* **Saved data entries**:

+++++

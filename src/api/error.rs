//! API error types and conversions

use axum::{
    Json,
    http::StatusCode,
    response::{IntoResponse, Response},
};
use serde_json::json;

use crate::storage::StorageError;

/// API result type
pub type ApiResult<T> = Result<T, ApiError>;

/// API error types
#[derive(Debug)]
pub enum ApiError {
    /// Storage operation failed
    StorageError(String),

    /// Resource not found
    NotFound(String),

    /// Resource already exists
    Conflict(String),
}

impl IntoResponse for ApiError {
    fn into_response(self) -> Response {
        let (status, error_message) = match self {
            ApiError::StorageError(msg) => (StatusCode::INTERNAL_SERVER_ERROR, msg),
            ApiError::NotFound(msg) => (StatusCode::NOT_FOUND, msg),
            ApiError::Conflict(msg) => (StatusCode::CONFLICT, msg),
        };

        let body = Json(json!({
            "error": error_message,
        }));

        (status, body).into_response()
    }
}

impl From<StorageError> for ApiError {
    fn from(err: StorageError) -> Self {
        match err {
            StorageError::NotFound(msg) => ApiError::NotFound(msg),
            StorageError::Conflict(msg) => ApiError::Conflict(msg),
            other => ApiError::StorageError(other.to_string()),
        }
    }
}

+++++

Retype each of the preceding records exactly as printed.

* **TASK RESULT**:
filename src/api/error.rs
//! API error types and conversions

use axum::{
    Json,
    http::StatusCode,
    response::{IntoResponse, Response},
};
use serde_json::json;

use crate::storage::StorageError;

/// API result type
pub type ApiResult<T> = Result<T, ApiError>;

/// API error types
#[derive(Debug)]
pub enum ApiError {
    /// Storage operation failed
    StorageError(String),

    /// Resource not found
    NotFound(String),

    /// Resource already exists
    Conflict(String),
}

impl IntoResponse for ApiError {
    fn into_response(self) -> Response {
        let (status, error_message) = match self {
            ApiError::StorageError(msg) => (StatusCode::INTERNAL_SERVER_ERROR, msg),
            ApiError::NotFound(msg) => (StatusCode::NOT_FOUND, msg),
            ApiError::Conflict(msg) => (StatusCode::CONFLICT, msg),
        };

        let body = Json(json!({
            "error": error_message,
        }));

        (status, body).into_response()
    }
}

impl From<StorageError> for ApiError {
    fn from(err: StorageError) -> Self {
        match err {
            StorageError::NotFound(msg) => ApiError::NotFound(msg),
            StorageError::Conflict(msg) => ApiError::Conflict(msg),
            other => ApiError::StorageError(other.to_string()),
        }
    }
}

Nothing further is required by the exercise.